Parts of the complexity of metacomputers (like security and coarse-grain task assignment) should preferably be handled by suitable software infrastructure on the middleware layer. But in order to achieve reasonable efficiency, important tasks concerned with heterogeneity and dynamic behaviour of network and computing nodes remain to be dealt with by the application itself. From a software engineering viewpoint, this additional complexity must not be fully exposed to the core application code, because this would lead to mixtures of application properties and algorithms with concerns related to the heterogeneous computation substrate as well as with dynamically changing network behaviour. As a consequence, application software becomes highly complex and extremely hard to maintain, analyze, and optimize; not to talk about any kinds of re-using given algorithms or data structures. Unfortunately, most existing parallel applications are written in such a way. The reason why they work is either a sacrifice of portability or the assumption of homogeneous computing nodes and highly efficient network connections, or even a combination of both.
Experience with programming systems aiming at completely hiding system complexity from application code indicates that even in simple cases (e.g. with homogeneous, dedicated parallel computers), programmers have to tune communication behaviour manually [11, 12]. Hence, the application has to know which kind of behaviour is ``expensive''. These problems are getting even worse in metacomputers and led e.g. to the introduction of application-level scheduling facilities .

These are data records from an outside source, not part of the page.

use anchor_lang::prelude::*;

use crate::calendar;
use crate::constants::INITIAL_VERSION;
use crate::errors::SorteioError;
use crate::winners::{self, EntryStatus, RechargeValidity};
use crate::{AnnotateEntry, RegisterEntry};

pub fn register_entry(
    ctx: Context<RegisterEntry>,
    concurso: u32,
    platform: String,
    game_id: String,
    whatsapp: String,
    numbers: Vec<u8>,
    nonce: u64,
) -> Result<()> {
    let cfg = &ctx.accounts.config;
    require!(!cfg.paused, SorteioError::Paused);

    winners::validate_platform(&platform)?;
    winners::validate_game_id(&game_id)?;
    winners::validate_whatsapp(&whatsapp)?;
    winners::validate_chosen_numbers(&numbers)?;

    let draw = &mut ctx.accounts.draw;
    require!(draw.concurso == concurso, SorteioError::DrawPdaMismatch);
    require!(!draw.result_set, SorteioError::RegistrationClosed);
    require!(!draw.finalized, SorteioError::RegistrationClosed);

    // the draw must still be the resolver's current target; past its own
    // cutoff the window belongs to the next concurso, not to midnight
    let now = Clock::get()?.unix_timestamp;
    let sched = calendar::current_schedule(now)?;
    require!(sched.epoch_day == draw.epoch_day, SorteioError::DrawMismatch);
    require!(now >= draw.reg_start_ts, SorteioError::RegistrationNotOpen);
    require!(now <= draw.cutoff_ts, SorteioError::RegistrationClosed);

    let pool = &mut ctx.accounts.prize_pool;
    if pool.platform.is_empty() {
        // first entry of this platform for this draw
        pool.concurso = concurso;
        pool.bump = ctx.bumps.prize_pool;
        pool.platform = platform.clone();
        pool.top_matches = 0;
        pool.top_count = 0;
        pool.settled_count = 0;
        pool.version = INITIAL_VERSION;
    }

    let entry = &mut ctx.accounts.entry;
    entry.concurso = concurso;
    entry.user = ctx.accounts.user.key();
    entry.nonce = nonce;
    entry.bump = ctx.bumps.entry;

    entry.platform = platform;
    entry.game_id = game_id;
    entry.whatsapp = whatsapp;
    entry.numbers = numbers;
    entry.epoch_day = draw.epoch_day;

    entry.status = EntryStatus::Pending as u8;
    entry.validity = RechargeValidity::Unchecked as u8;
    entry.invalid_reason_code = 0;

    entry.settled = false;
    entry.validated = false;
    entry.gate = 0;
    entry.matches = 0;
    entry.matched_numbers = Vec::new();
    entry.tier = 0;

    entry.created_ts = now;
    entry.settled_ts = 0;

    draw.entry_count = draw
        .entry_count
        .checked_add(1)
        .ok_or_else(|| error!(SorteioError::MathOverflow))?;

    Ok(())
}

/// Back-office bridge: writes the status/validity taxonomy onto an entry
/// after the recharge cross-reference runs off-chain. This is the only
/// writer of those fields; settlement reads them and never mutates them.
pub fn annotate_entry(
    ctx: Context<AnnotateEntry>,
    status: u8,
    validity: u8,
    invalid_reason_code: u16,
) -> Result<()> {
    let cfg = &ctx.accounts.config;
    require!(!cfg.paused, SorteioError::Paused);
    require_keys_eq!(cfg.admin, ctx.accounts.admin.key(), SorteioError::Unauthorized);

    EntryStatus::from_u8(status).ok_or(SorteioError::InvalidStatusCode)?;
    RechargeValidity::from_u8(validity).ok_or(SorteioError::InvalidValidityCode)?;

    let entry = &mut ctx.accounts.entry;
    require!(!entry.settled, SorteioError::AlreadySettled);

    entry.status = status;
    entry.validity = validity;
    entry.invalid_reason_code = invalid_reason_code;

    Ok(())
}
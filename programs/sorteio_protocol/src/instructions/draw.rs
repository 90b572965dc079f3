use anchor_lang::prelude::*;

use crate::calendar;
use crate::errors::SorteioError;
use crate::state::DrawState;
use crate::winners;
use crate::{OpenDraw, PublishResult, DRAWN_NUMBERS};

/// Opens the draw the resolver currently targets. The caller passes the
/// concurso it expects (it seeds the PDA); the handler re-derives both the
/// schedule and the number from the clock and the reference pair, so a draw
/// can never be opened for a date or number the calendar does not produce.
pub fn open_draw(ctx: Context<OpenDraw>, concurso: u32) -> Result<()> {
    let cfg = &ctx.accounts.config;
    require!(!cfg.paused, SorteioError::Paused);
    require_keys_eq!(cfg.admin, ctx.accounts.admin.key(), SorteioError::Unauthorized);

    let now = Clock::get()?.unix_timestamp;
    let sched = calendar::current_schedule(now)?;
    let expected = calendar::concurso_for_day(
        cfg.reference_concurso,
        cfg.reference_epoch_day,
        sched.epoch_day,
    )?;
    require!(concurso == expected, SorteioError::DrawMismatch);

    let registry = &mut ctx.accounts.draw_registry;
    require!(
        concurso > registry.last_concurso,
        SorteioError::ConcursoRegression
    );
    registry.last_concurso = concurso;

    let draw = &mut ctx.accounts.draw;
    draw.concurso = concurso;
    draw.bump = ctx.bumps.draw;
    draw.state = DrawState::Open as u8;

    draw.epoch_day = sched.epoch_day;
    draw.draw_hour = sched.draw_hour;
    draw.draw_ts = sched.draw_ts;
    draw.cutoff_ts = sched.cutoff_ts;
    draw.reg_start_ts = sched.reg_start_ts;

    draw.result_set = false;
    draw.winning_numbers = [0; DRAWN_NUMBERS];
    draw.result_ts = 0;

    draw.finalized = false;
    draw.finalized_ts = 0;

    draw.entry_count = 0;
    draw.settled_count = 0;

    Ok(())
}

/// Publishes the drawn numbers for a concurso. Set once, only after the
/// registration cutoff has passed.
pub fn publish_result(
    ctx: Context<PublishResult>,
    concurso: u32,
    winning_numbers: [u8; DRAWN_NUMBERS],
) -> Result<()> {
    let cfg = &ctx.accounts.config;
    require!(!cfg.paused, SorteioError::Paused);
    require_keys_eq!(cfg.admin, ctx.accounts.admin.key(), SorteioError::Unauthorized);

    let draw = &mut ctx.accounts.draw;
    require!(draw.concurso == concurso, SorteioError::DrawPdaMismatch);
    require!(!draw.result_set, SorteioError::ResultAlreadySet);
    require!(!draw.finalized, SorteioError::AlreadyFinalized);

    winners::validate_winning_numbers(&winning_numbers)?;

    let now = Clock::get()?.unix_timestamp;
    require!(now > draw.cutoff_ts, SorteioError::ResultTooEarly);

    draw.winning_numbers = winning_numbers;
    draw.result_set = true;
    draw.result_ts = now;
    draw.state = DrawState::ResultPublished as u8;

    msg!("result published for concurso {}", concurso);

    Ok(())
}
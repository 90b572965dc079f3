pub mod admin;
pub mod draw;
pub mod entry;
pub mod lifecycle;
pub mod settle;
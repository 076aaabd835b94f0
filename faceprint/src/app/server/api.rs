#[rustfmt::skip]
use super::router::{
    // Faces
    face::{
        __path_register_face,
        __path_verify_face,
        __path_list_faces,
        __path_get_face,
        __path_delete_face,
        __path_clear_faces,
    },

    // System
    system::{
        __path_health,
        __path_stats,
        __path_service_info,
    },
};

use super::dto::{
    DeleteFaceResponse, FaceInfo, FaceListResponse, HealthResponse, ListFacesParams,
    MessageResponse, RegisterFaceResponse, ServiceInfo,
};
use crate::{
    core::{
        model::face::CollectionStats,
        service::face::dto::{FaceProcessorInfo, FaceVerification, SystemStats},
    },
    error::http::{ErrorResponse, ErrorType},
};
use utoipa::OpenApi;

#[derive(OpenApi)]
#[openapi(
    info(
        title = "Face Recognition API",
        description = "Register faces and verify them against stored embeddings."
    ),
    paths(
        // Faces
        register_face,
        verify_face,
        list_faces,
        get_face,
        delete_face,

        // System
        clear_faces,
        health,
        stats,
        service_info,
    ),
    components(schemas(
        RegisterFaceResponse,
        FaceVerification,
        FaceInfo,
        FaceListResponse,
        DeleteFaceResponse,
        ListFacesParams,
        MessageResponse,
        HealthResponse,
        ServiceInfo,
        SystemStats,
        CollectionStats,
        FaceProcessorInfo,
        ErrorResponse,
        ErrorType,
    )),
    tags(
        (name = "Faces", description = "Face registration and verification"),
        (name = "System", description = "Collection management and statistics"),
        (name = "Health", description = "Service status")
    )
)]
pub struct ApiDoc;
use std::sync::Arc;

/// OpenAPI definitions.
mod api;

/// HTTP specific DTOs.
mod dto;

/// HTTP API.
pub mod router;

/// Maximum accepted request body size, applies to image uploads.
pub const MAX_BODY_SIZE: usize = 20 * 1024 * 1024;

#[derive(Debug, Clone)]
pub struct HttpConfiguration {
    pub cors_origins: Arc<[String]>,
}

#[cfg(test)]
impl Default for HttpConfiguration {
    fn default() -> Self {
        HttpConfiguration {
            cors_origins: Arc::new([String::from("*")]),
        }
    }
}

As a consequence, all existing approaches to parallel programming will fall short when applied to metacomputing. Into this category fall message-passing systems , automatic parallelization , distributed shared memory [3, 6], as well as distributed object computing . The only way out of the dilemma outlined above seems to be the construction of applications that are resource-aware and simultaneously resource-independent, in order to make application efficient as well as capable of adapting themselves to changing system properties. In the following, we outline how this goal can be achieved by constructing toolkits of reusable components, providing suitable abstractions of all sources of complexity, ranging from low-level communication and synchronization, via design patterns like managers and workers, up to parallel algorithm schemata. Our vision of building parallel applications for metacomputers is a process of gluing together given components and hence orthogonally integrating resource-awareness with resource-independent application code.